La muerte de la Madre es como la respuesta a un doble acontecimiento de su vida. Primero a su Inmaculada Concepción. Allí donde Dios la habia puesto en la vida terrena, allí la vuelve a acoger. Ella vuelve a Él con la misma pureza con la que Él la había dejado. Durante todo su camino no se ha apartado ni un solo paso de su punto de partida. Ha realizado por completo la idea que Dios había concebido de ella. Por eso, no es necesario ningún preparativo para llevarla donde Dios quiere tenerla: ella era perfecta desde toda la eternidad en la decisión de Dios; Él la creó perfecta en su Inmaculada Concepción; ella regresa perfecta a sus brazos. Y así, por otra parte, su muerte también corresponde a su propio acogimiento y concepción del Hijo. Pues su muerte es una sola cosa con su ser acogida y concebida en el cielo por el Hijo. Así como ella lo acogió en lo humano, así Él ahora la acoge en su vida divina y eterna. Ambos actos son perfectos, ambos comprenden a todo el hombre, cuerpo y alma.

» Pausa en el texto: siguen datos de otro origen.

//! Passenger arrival generation
//!
//! The arrival generator is a Poisson process: gaps between passengers are
//! independent exponential draws with rate `arrival_rate` (passengers per
//! minute). Each arrival gets a class, a flight deadline and its class's
//! route, then its itinerary is spawned without blocking the generator.
//!
//! # Key Principles
//!
//! 1. **Determinism**: Same seed + same config → same arrivals
//! 2. **Bounded window**: No new passenger is generated once `now >= duration`;
//!    itineraries already spawned keep running
//! 3. **Degenerate rate**: `arrival_rate == 0` generates nobody

pub mod routing;

pub use routing::RoutingTable;

use crate::core::time::SchedulerError;
use crate::models::event::Event;
use crate::models::passenger::{Passenger, PassengerClass, PassengerId};
use crate::orchestrator::config::ConfigError;
use crate::orchestrator::context::{SimContext, SimEvent};
use crate::orchestrator::result::PassengerStatistics;
use crate::rng::RngManager;
use serde::{Deserialize, Serialize};
use std::collections::BTreeMap;
use tracing::debug;

/// Tolerance for the class-probability sum check
const PROBABILITY_EPSILON: f64 = 1e-9;

/// Categorical distribution over passenger classes
///
/// Sampling walks the classes in declaration order (Economy, Business,
/// First) accumulating probability, and picks the first class whose
/// cumulative probability reaches the uniform draw. If rounding (or a sum
/// below 1.0) leaves no match, the passenger is Economy.
///
/// # Example
/// ```
/// use airport_simulator_core_rs::arrivals::ClassDistribution;
/// use airport_simulator_core_rs::models::PassengerClass;
///
/// let classes = ClassDistribution::default();
/// assert_eq!(classes.pick(0.10), PassengerClass::Economy);
/// assert_eq!(classes.pick(0.80), PassengerClass::Business);
/// assert_eq!(classes.pick(0.97), PassengerClass::First);
/// ```
#[derive(Debug, Clone, PartialEq, Serialize, Deserialize)]
#[serde(transparent)]
pub struct ClassDistribution(BTreeMap<PassengerClass, f64>);

impl Default for ClassDistribution {
    fn default() -> Self {
        Self::new([
            (PassengerClass::Economy, 0.7),
            (PassengerClass::Business, 0.25),
            (PassengerClass::First, 0.05),
        ])
    }
}

impl ClassDistribution {
    pub fn new(weights: impl IntoIterator<Item = (PassengerClass, f64)>) -> Self {
        Self(weights.into_iter().collect())
    }

    /// Every passenger gets the same class
    pub fn only(class: PassengerClass) -> Self {
        Self::new([(class, 1.0)])
    }

    pub fn probability(&self, class: PassengerClass) -> f64 {
        self.0.get(&class).copied().unwrap_or(0.0)
    }

    pub fn total(&self) -> f64 {
        self.0.values().sum()
    }

    pub fn validate(&self) -> Result<(), ConfigError> {
        for (&class, &probability) in &self.0 {
            if !probability.is_finite() || probability < 0.0 {
                return Err(ConfigError::InvalidClassProbability { class, probability });
            }
        }
        let total = self.total();
        if total > 1.0 + PROBABILITY_EPSILON {
            return Err(ConfigError::ClassProbabilitiesExceedOne(total));
        }
        Ok(())
    }

    /// Map a uniform draw `u` in [0, 1) to a class
    pub fn pick(&self, u: f64) -> PassengerClass {
        let mut cumulative = 0.0;
        for (&class, &probability) in &self.0 {
            cumulative += probability;
            if u <= cumulative {
                return class;
            }
        }
        PassengerClass::Economy
    }

    pub fn sample(&self, rng: &mut RngManager) -> PassengerClass {
        self.pick(rng.next_f64())
    }
}

/// Flight deadline offset window, relative to arrival (minutes)
#[derive(Debug, Clone, Copy, PartialEq, Serialize, Deserialize)]
pub struct DeadlineWindow {
    pub min: f64,
    pub max: f64,
}

impl Default for DeadlineWindow {
    fn default() -> Self {
        Self {
            min: 60.0,
            max: 180.0,
        }
    }
}

impl DeadlineWindow {
    pub fn validate(&self) -> Result<(), ConfigError> {
        let ok = self.min.is_finite() && self.max.is_finite() && self.min >= 0.0 && self.min <= self.max;
        if ok {
            Ok(())
        } else {
            Err(ConfigError::InvalidDeadlineWindow {
                min: self.min,
                max: self.max,
            })
        }
    }

    pub fn sample(&self, rng: &mut RngManager) -> f64 {
        rng.uniform(self.min, self.max)
    }
}

/// Arrival generator and owner of every passenger record
#[derive(Debug, Clone)]
pub struct PassengerFlow {
    arrival_rate: f64,
    duration: f64,
    classes: ClassDistribution,
    deadline_window: DeadlineWindow,
    routes: RoutingTable,
    passengers: Vec<Passenger>,
}

impl PassengerFlow {
    pub fn new(
        arrival_rate: f64,
        duration: f64,
        classes: ClassDistribution,
        deadline_window: DeadlineWindow,
        routes: RoutingTable,
    ) -> Self {
        Self {
            arrival_rate,
            duration,
            classes,
            deadline_window,
            routes,
            passengers: Vec::new(),
        }
    }

    pub fn arrival_rate(&self) -> f64 {
        self.arrival_rate
    }

    pub fn duration(&self) -> f64 {
        self.duration
    }

    pub fn routes(&self) -> &RoutingTable {
        &self.routes
    }

    /// Suspend the generator until the next arrival
    ///
    /// Draws an exponential gap and schedules `NextArrival`. Returns `false`
    /// (scheduling nothing) once the arrival window is closed or the rate is
    /// zero.
    pub fn schedule_next(&self, ctx: &mut SimContext<'_>) -> Result<bool, SchedulerError> {
        if self.arrival_rate <= 0.0 || ctx.now() >= self.duration {
            return Ok(false);
        }
        let gap = ctx.rng.exponential(self.arrival_rate);
        ctx.scheduler.schedule_after(gap, SimEvent::NextArrival)?;
        Ok(true)
    }

    /// The generator resumed: create the arriving passenger
    ///
    /// The caller is responsible for spawning the itinerary.
    pub fn on_arrival(&mut self, ctx: &mut SimContext<'_>) -> PassengerId {
        let now = ctx.now();
        let class = self.classes.sample(ctx.rng);
        let flight_deadline = now + self.deadline_window.sample(ctx.rng);
        let id = PassengerId(self.passengers.len() as u64 + 1);
        let route = self.routes.route_for(class).to_vec();

        debug!(passenger = %id, ?class, time = now, flight_deadline, "passenger arrived");
        ctx.log.log(Event::PassengerArrived {
            time: now,
            passenger: id,
            class,
            flight_deadline,
        });

        self.passengers
            .push(Passenger::new(id, class, now, flight_deadline, route));
        id
    }

    pub fn passengers(&self) -> &[Passenger] {
        &self.passengers
    }

    pub fn passenger(&self, id: PassengerId) -> Option<&Passenger> {
        index_of(id).and_then(|i| self.passengers.get(i))
    }

    pub fn passenger_mut(&mut self, id: PassengerId) -> Option<&mut Passenger> {
        index_of(id).and_then(move |i| self.passengers.get_mut(i))
    }

    /// Mark every passenger still in the terminal as abandoned
    ///
    /// Returns how many were abandoned.
    pub fn abandon_in_flight(&mut self, ctx: &mut SimContext<'_>) -> usize {
        let now = ctx.now();
        let mut abandoned = 0;
        for passenger in self.passengers.iter_mut().filter(|p| !p.state().is_terminal()) {
            ctx.log.log(Event::PassengerAbandoned {
                time: now,
                passenger: passenger.id(),
                last_state: passenger.state().name().to_string(),
            });
            passenger.abandon();
            abandoned += 1;
        }
        abandoned
    }

    /// Aggregate statistics
    ///
    /// Missed flights and time in airport cover completed passengers only;
    /// abandoned passengers are counted in `total_passengers` and
    /// `abandoned_passengers`.
    pub fn statistics(&self) -> PassengerStatistics {
        let total_passengers = self.passengers.len() as u64;
        let completed: Vec<&Passenger> = self.passengers.iter().filter(|p| p.is_completed()).collect();
        let completed_passengers = completed.len() as u64;
        let abandoned_passengers = self.passengers.iter().filter(|p| p.is_abandoned()).count() as u64;
        let missed_flights = completed.iter().filter(|p| p.missed_flight()).count() as u64;

        let (missed_flight_rate, avg_time_in_airport) = if completed_passengers > 0 {
            let n = completed_passengers as f64;
            let total_time: f64 = completed.iter().map(|p| p.total_time_in_airport()).sum();
            (missed_flights as f64 / n, total_time / n)
        } else {
            (0.0, 0.0)
        };

        PassengerStatistics {
            total_passengers,
            completed_passengers,
            abandoned_passengers,
            missed_flights,
            missed_flight_rate,
            avg_time_in_airport,
        }
    }
}

fn index_of(id: PassengerId) -> Option<usize> {
    (id.0 as usize).checked_sub(1)
}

De este modo, por la Asunción de la Madre es como conciliada y borrada la distancia y la diferencia entre cielo y tierra. Pues ella, que ahora es acogida por el Hijo en el cielo, es la misma que en la tierra ha recibido al Hijo que descendía del cielo, y como su camino se expandió siempre más por la concepción del Hijo, hasta ser ahora acogida en el cielo por el Hijo, así ese acogimiento se deja nuevamente expandir hasta su punto supremo del acogimiento del Hijo por la Madre. Ambos puntos supremos crecen uno en el otro y no se pude indicar una de las direcciones como definitiva: la de la tierra hacia el cielo o la del cielo a la tierra. Es una circulación eterna entre Dios y el hombre, entre cielo y tierra, entre mundo espiritual y material. Una circulación, también, entre Madre e Hijo. Pues, como la Madre una vez ha dicho sí al Hijo y a todo lo relativo a Él, así hoy el Hijo dice su gran sí a la Madre. Ese sí es divino e inabarcable y regala al sí de la Madre toda la ilimitación celestial. Mientras la Madre permanecía en la tierra, era como ser humano una esencia limitada, y ella debía tener presentes esos límites, si bien intentaba actuar en el sentido del Hijo. Desde el momento de la Asunción a los cielos, ella recibe el poder de hacer ilimitadamente lo que el Hijo quiere. Ahora no conoce otro límite más que el que nosotros mismos le oponemos en la tierra a su acción. Solo nuestro no puede detener su sí eterno.

La cita es del libro ANCILLA DOMINI |MARÍA EN LA REDENCION, de Adrienne Von Speyr, Cap. Muerte y Asunción, (Pág. 164-165).